Exercise goal
Across all the entries, tally the lines holding the word "cols", and give the number by itself.

* * * *

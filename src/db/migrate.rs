use crate::ui::messages::{success, warning};
use rusqlite::{Connection, Error, OptionalExtension, Result};

/// Ensure that the `log` table exists.
fn ensure_log_table(conn: &Connection) -> Result<()> {
    conn.execute_batch(
        r#"
        CREATE TABLE IF NOT EXISTS log (
            id        INTEGER PRIMARY KEY AUTOINCREMENT,
            date      TEXT NOT NULL,
            operation TEXT NOT NULL,
            target    TEXT DEFAULT '',
            message   TEXT NOT NULL
        );
        "#,
    )?;
    Ok(())
}

/// Create the `entries` table with the current schema.
fn ensure_entries_table(conn: &Connection) -> Result<()> {
    conn.execute_batch(
        r#"
        CREATE TABLE IF NOT EXISTS entries (
            id            INTEGER PRIMARY KEY AUTOINCREMENT,
            created_at    TEXT NOT NULL,
            period_start  TEXT NOT NULL,
            period_end    TEXT NOT NULL,
            name          TEXT NOT NULL CHECK(length(trim(name)) > 0),
            category      TEXT NOT NULL,
            description   TEXT NOT NULL CHECK(length(trim(description)) > 0),
            photo_path    TEXT NOT NULL DEFAULT '',
            points        INTEGER NOT NULL DEFAULT 0 CHECK(points >= 0),
            CHECK(period_end >= period_start)
        );
        "#,
    )?;
    Ok(())
}

fn ensure_entries_indexes(conn: &Connection) -> Result<()> {
    conn.execute_batch(
        r#"
        CREATE INDEX IF NOT EXISTS idx_entries_period_start ON entries(period_start);
        CREATE INDEX IF NOT EXISTS idx_entries_category ON entries(category);
        "#,
    )?;
    Ok(())
}

/// Create the `backup_log` table.
fn ensure_backup_log_table(conn: &Connection) -> Result<()> {
    conn.execute_batch(
        r#"
        CREATE TABLE IF NOT EXISTS backup_log (
            id             INTEGER PRIMARY KEY AUTOINCREMENT,
            attempted_at   TEXT NOT NULL,
            archive_path   TEXT NOT NULL,
            entries_count  INTEGER,
            status         TEXT DEFAULT 'completed'
        );

        CREATE INDEX IF NOT EXISTS idx_backup_log_attempted_at ON backup_log(attempted_at);
        "#,
    )?;
    Ok(())
}

/// Check if the `entries` table has a given column.
fn entries_has_column(conn: &Connection, column: &str) -> Result<bool> {
    let mut stmt = conn.prepare("PRAGMA table_info('entries')")?;
    let cols = stmt.query_map([], |row| row.get::<_, String>(1))?;

    for c in cols {
        if c? == column {
            return Ok(true);
        }
    }
    Ok(false)
}

fn is_duplicate_column(e: &Error) -> bool {
    matches!(e, Error::SqliteFailure(_, Some(msg)) if msg.contains("duplicate column"))
}

fn migration_applied(conn: &Connection, version: &str) -> Result<bool> {
    let mut chk = conn.prepare(
        "SELECT 1 FROM log
         WHERE operation = 'migration_applied' AND target = ?1
         LIMIT 1",
    )?;
    Ok(chk.query_row([version], |_| Ok(())).optional()?.is_some())
}

/// Older databases were created before `points` existed. Add it with a
/// default of 0. A concurrent opener may win the race, so "duplicate column"
/// counts as success.
fn migrate_add_points_column(conn: &Connection) -> Result<()> {
    let version = "20250730_0001_add_points_to_entries";

    if entries_has_column(conn, "points")? {
        return Ok(());
    }

    warning("Adding 'points' column to entries table...");

    match conn.execute(
        "ALTER TABLE entries ADD COLUMN points INTEGER NOT NULL DEFAULT 0",
        [],
    ) {
        Ok(_) => {}
        Err(e) if is_duplicate_column(&e) => return Ok(()),
        Err(e) => return Err(e),
    }

    if !migration_applied(conn, version)? {
        conn.execute(
            "INSERT INTO log (date, operation, target, message)
             VALUES (datetime('now', 'localtime'), 'migration_applied', ?1, 'Added points column to entries')",
            [version],
        )?;
    }

    success(format!(
        "Migration applied: {} → added 'points' to entries table",
        version
    ));

    Ok(())
}

/// Public entry point: run all pending migrations.
///
/// Invoked by `db::open_store()` and by `db --migrate`.
pub fn run_pending_migrations(conn: &Connection) -> Result<()> {
    ensure_log_table(conn)?;
    ensure_entries_table(conn)?;
    migrate_add_points_column(conn)?;
    ensure_entries_indexes(conn)?;
    ensure_backup_log_table(conn)?;
    Ok(())
}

* * * *

Written solution
2